Ugwu shivered. A shadow hung over the house. He worried about Mama's cheeriness, her tuneless humming, her determination to serve all of Master's meals, her frequent hushed words to Amala. He watched her carefully whenever she went outside, to see if she would bury anything, so he could unearth it as soon as she went back indoors. But she did not bury anything. When he told Jomo that he suspected Mama had gone to a dibia to find a way to kill Olanna, Jomo said, "The old woman is simply happy to have her son to herself, that is why she is cooking and singing every day. Do you know how happy my mother is when I go to see her without my wife?"

"But I saw a black cat the last time she came," Ugwu said.

"Professor Ozumba's housegirl down the street is a witch. She flies to the top of the mango tree at night to meet with her fellow witches, because I always rake up all the leaves they throw down. She is the one the black cat was looking for."

Ugwu tried to believe Jomo, that he was reading undue meaning into Mama's actions, until he walked into the kitchen the next evening, after weeding his herb garden, and saw the flies in a foaming mass by the sink. The window was barely open. He did not see how so many flies, more than a hundred fat greenish flies, could have come in through that crack to buzz together in a dense turbulent cluster. They signified something terrible. Ugwu dashed to the study to call Master.

"Quite odd," Master said; he took off his glasses and then put them back on. "I'm sure Prof. Ezeka will be able to explain it, some sort of migratory behavior. Don't shut the window so you don't trap them in."

"But, sah," Ugwu said, just as Mama came into the kitchen.

"Flies do this sometimes," she said. "It is normal. They will go the same way they came." She was leaning by the door and her tone was ominously victorious.

"Yes, yes." Master turned to go back to the study. "Tea, my good man."

"Yes, sah." Ugwu did not understand how Master could be so unperturbed, how he could not see that the flies were not normal at all. As he took the tea tray into the study, he said, "Sah, those flies are telling us something."

Master gestured to the table. "Don't pour. Leave it there."

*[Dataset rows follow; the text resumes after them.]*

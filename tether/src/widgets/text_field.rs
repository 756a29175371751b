//! Single and multi line text entry.

use std::sync::atomic::{AtomicBool, Ordering};
use std::sync::{Arc, RwLock};

use serde::{Deserialize, Serialize};

use super::WidgetId;
use crate::model::{ListenerId, Listeners};

/// Horizontal alignment of the text inside the field.
#[derive(Debug, Clone, Copy, Default, PartialEq, Eq, Serialize, Deserialize)]
#[serde(rename_all = "lowercase")]
pub enum Alignment {
    /// Text starts at the left edge.
    #[default]
    Left,
    /// Text ends at the right edge, used for numbers.
    Right,
}

/// Visual cue for the validity of the entered text.
#[derive(Debug, Clone, Copy, Default, PartialEq, Eq)]
pub enum FieldBorder {
    /// Normal border.
    #[default]
    Neutral,
    /// The text could not be parsed.
    Invalid,
}

type ChangeCallback = dyn Fn(&TextField) + Send + Sync;

/// Internal state for a TextField widget
#[derive(Debug)]
struct TextFieldInner {
    /// Current text
    text: String,
    /// Cursor position (byte offset)
    cursor: usize,
    /// Preferred width in characters
    columns: usize,
    /// Visible lines, more than one for a text area
    rows: usize,
    alignment: Alignment,
    /// Shows `*` instead of the characters
    masked: bool,
    enabled: bool,
    border: FieldBorder,
}

impl Default for TextFieldInner {
    fn default() -> Self {
        Self {
            text: String::new(),
            cursor: 0,
            columns: 20,
            rows: 1,
            alignment: Alignment::Left,
            masked: false,
            enabled: true,
            border: FieldBorder::Neutral,
        }
    }
}

/// A text entry widget.
///
/// Every change of the text raises the change callbacks registered with
/// [`TextField::on_change`], whether the change came from typing or from
/// [`TextField::set_text`]. Typing into a disabled field is ignored.
#[derive(Debug)]
pub struct TextField {
    /// Unique identifier for this field
    id: WidgetId,
    /// Internal state
    inner: Arc<RwLock<TextFieldInner>>,
    /// Change callbacks
    listeners: Arc<Listeners<ChangeCallback>>,
    /// Dirty flag for re-render
    dirty: Arc<AtomicBool>,
    /// Focus request flag
    focus_requested: Arc<AtomicBool>,
}

impl TextField {
    /// Create an empty single line field
    pub fn new() -> Self {
        Self {
            id: WidgetId::new(),
            inner: Arc::new(RwLock::new(TextFieldInner::default())),
            listeners: Arc::new(Listeners::new()),
            dirty: Arc::new(AtomicBool::new(false)),
            focus_requested: Arc::new(AtomicBool::new(false)),
        }
    }

    /// Create an empty field with the given width in characters
    pub fn with_columns(columns: usize) -> Self {
        let field = Self::new();
        field.set_columns(columns);
        field
    }

    /// Get the unique ID for this field
    pub fn id(&self) -> WidgetId {
        self.id
    }

    // -------------------------------------------------------------------------
    // Read methods
    // -------------------------------------------------------------------------

    /// Get the current text
    pub fn text(&self) -> String {
        self.inner
            .read()
            .map(|guard| guard.text.clone())
            .unwrap_or_default()
    }

    /// Get the text as it appears on screen
    pub fn display_text(&self) -> String {
        self.inner
            .read()
            .map(|guard| {
                if guard.masked {
                    "*".repeat(guard.text.chars().count())
                } else {
                    guard.text.clone()
                }
            })
            .unwrap_or_default()
    }

    /// Get the cursor position (byte offset)
    pub fn cursor(&self) -> usize {
        self.inner.read().map(|guard| guard.cursor).unwrap_or(0)
    }

    pub fn columns(&self) -> usize {
        self.inner.read().map(|guard| guard.columns).unwrap_or(0)
    }

    pub fn rows(&self) -> usize {
        self.inner.read().map(|guard| guard.rows).unwrap_or(1)
    }

    pub fn alignment(&self) -> Alignment {
        self.inner
            .read()
            .map(|guard| guard.alignment)
            .unwrap_or_default()
    }

    pub fn is_masked(&self) -> bool {
        self.inner.read().map(|guard| guard.masked).unwrap_or(false)
    }

    pub fn is_enabled(&self) -> bool {
        self.inner.read().map(|guard| guard.enabled).unwrap_or(false)
    }

    pub fn border(&self) -> FieldBorder {
        self.inner
            .read()
            .map(|guard| guard.border)
            .unwrap_or_default()
    }

    // -------------------------------------------------------------------------
    // Write methods
    // -------------------------------------------------------------------------

    /// Replace the text. Raises the change callbacks if the text differs.
    pub fn set_text(&self, text: impl Into<String>) {
        let text = text.into();
        let changed = match self.inner.write() {
            Ok(mut guard) if guard.text != text => {
                guard.cursor = text.len();
                guard.text = text;
                true
            }
            _ => false,
        };
        if changed {
            self.changed();
        }
    }

    /// Remove all text
    pub fn clear(&self) {
        self.set_text(String::new());
    }

    pub fn set_columns(&self, columns: usize) {
        if let Ok(mut guard) = self.inner.write() {
            guard.columns = columns;
            self.dirty.store(true, Ordering::SeqCst);
        }
    }

    /// Set the number of visible lines. A field always shows at least one.
    pub fn set_rows(&self, rows: usize) {
        if let Ok(mut guard) = self.inner.write() {
            guard.rows = rows.max(1);
            self.dirty.store(true, Ordering::SeqCst);
        }
    }

    pub fn set_alignment(&self, alignment: Alignment) {
        if let Ok(mut guard) = self.inner.write() {
            guard.alignment = alignment;
            self.dirty.store(true, Ordering::SeqCst);
        }
    }

    pub fn set_masked(&self, masked: bool) {
        if let Ok(mut guard) = self.inner.write() {
            guard.masked = masked;
            self.dirty.store(true, Ordering::SeqCst);
        }
    }

    pub fn set_enabled(&self, enabled: bool) {
        if let Ok(mut guard) = self.inner.write()
            && guard.enabled != enabled
        {
            guard.enabled = enabled;
            self.dirty.store(true, Ordering::SeqCst);
        }
    }

    pub fn set_border(&self, border: FieldBorder) {
        if let Ok(mut guard) = self.inner.write()
            && guard.border != border
        {
            guard.border = border;
            self.dirty.store(true, Ordering::SeqCst);
        }
    }

    // -------------------------------------------------------------------------
    // Text manipulation (user typing)
    // -------------------------------------------------------------------------

    /// Insert a character at the cursor position
    pub fn insert_char(&self, c: char) {
        let changed = match self.inner.write() {
            Ok(mut guard) if guard.enabled => {
                let cursor = guard.cursor;
                guard.text.insert(cursor, c);
                guard.cursor += c.len_utf8();
                true
            }
            _ => false,
        };
        if changed {
            self.changed();
        }
    }

    /// Type a whole string, one character at a time
    pub fn type_text(&self, text: &str) {
        for c in text.chars() {
            self.insert_char(c);
        }
    }

    /// Delete the character before the cursor (backspace)
    pub fn delete_char_before(&self) {
        let changed = match self.inner.write() {
            Ok(mut guard) if guard.enabled && guard.cursor > 0 => {
                // Find the previous character boundary
                let prev_cursor = guard.text[..guard.cursor]
                    .char_indices()
                    .last()
                    .map(|(i, _)| i)
                    .unwrap_or(0);
                guard.text.remove(prev_cursor);
                guard.cursor = prev_cursor;
                true
            }
            _ => false,
        };
        if changed {
            self.changed();
        }
    }

    /// Delete the character at the cursor (delete key)
    pub fn delete_char_at(&self) {
        let changed = match self.inner.write() {
            Ok(mut guard) if guard.enabled && guard.cursor < guard.text.len() => {
                let cursor = guard.cursor;
                guard.text.remove(cursor);
                true
            }
            _ => false,
        };
        if changed {
            self.changed();
        }
    }

    /// Move cursor to start
    pub fn cursor_home(&self) {
        if let Ok(mut guard) = self.inner.write()
            && guard.cursor != 0
        {
            guard.cursor = 0;
            self.dirty.store(true, Ordering::SeqCst);
        }
    }

    /// Move cursor to end
    pub fn cursor_end(&self) {
        if let Ok(mut guard) = self.inner.write() {
            let end = guard.text.len();
            if guard.cursor != end {
                guard.cursor = end;
                self.dirty.store(true, Ordering::SeqCst);
            }
        }
    }

    // -------------------------------------------------------------------------
    // Change callbacks
    // -------------------------------------------------------------------------

    /// Register a callback raised after every text change
    pub fn on_change<F>(&self, callback: F) -> ListenerId
    where
        F: Fn(&TextField) + Send + Sync + 'static,
    {
        self.listeners.add(Arc::new(callback))
    }

    /// Remove a change callback
    pub fn remove_on_change(&self, id: ListenerId) -> bool {
        self.listeners.remove(id)
    }

    /// Number of registered change callbacks
    pub fn callback_count(&self) -> usize {
        self.listeners.len()
    }

    fn changed(&self) {
        self.dirty.store(true, Ordering::SeqCst);
        self.listeners.dispatch(None, |callback| callback(self));
    }

    // -------------------------------------------------------------------------
    // Focus control
    // -------------------------------------------------------------------------

    /// Request focus for this field
    pub fn focus(&self) {
        self.focus_requested.store(true, Ordering::SeqCst);
    }

    /// Check and clear the focus request
    pub fn take_focus_request(&self) -> bool {
        self.focus_requested.swap(false, Ordering::SeqCst)
    }

    // -------------------------------------------------------------------------
    // Dirty tracking
    // -------------------------------------------------------------------------

    pub fn is_dirty(&self) -> bool {
        self.dirty.load(Ordering::SeqCst)
    }

    pub fn clear_dirty(&self) {
        self.dirty.store(false, Ordering::SeqCst);
    }
}

impl Clone for TextField {
    fn clone(&self) -> Self {
        Self {
            id: self.id,
            inner: Arc::clone(&self.inner),
            listeners: Arc::clone(&self.listeners),
            dirty: Arc::clone(&self.dirty),
            focus_requested: Arc::clone(&self.focus_requested),
        }
    }
}

impl Default for TextField {
    fn default() -> Self {
        Self::new()
    }
}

"Those flies in the kitchen, sah, they are a sign of bad medicine from the dibia. Somebody has done bad medicine." Ugwu wanted to add that he knew very well who it was, but he was not sure how Master would take that.

"What?" Master's eyes narrowed behind his glasses.

"The flies, sah. It means somebody has done bad medicine for this house."

"Shut the door and let me do some work, my good man."

"Yes, sah."

When Ugwu returned to the kitchen, the flies were gone. The window was the same, open only a crack, and the wan sunlight lit up the blade of a chopping knife on the table. He was reluctant to touch anything; the mysteries around him had tainted the pans and pots. For once, he was pleased to let Mama cook, but he did not eat the ugba and fried fish she made for dinner, did not take so much as a sip of the leftover palm wine he served to Master and his guests, did not sleep well that night. He kept jerking awake with itchy watering eyes, wishing he could talk to somebody who would understand: Jomo, his aunty, Anulika. Finally he got up and went into the main house to dust the furniture, something mild and mindless that would keep him occupied. The purple-gray of early dawn filled the kitchen with shadows. He turned on the light switch fearfully, expecting to find something. Scorpions, perhaps; a jealous person had sent them to his uncle's hut once, and his uncle woke up every day for weeks to find angry black scorpions crawling near his newborn twin sons. One baby had been stung and almost died.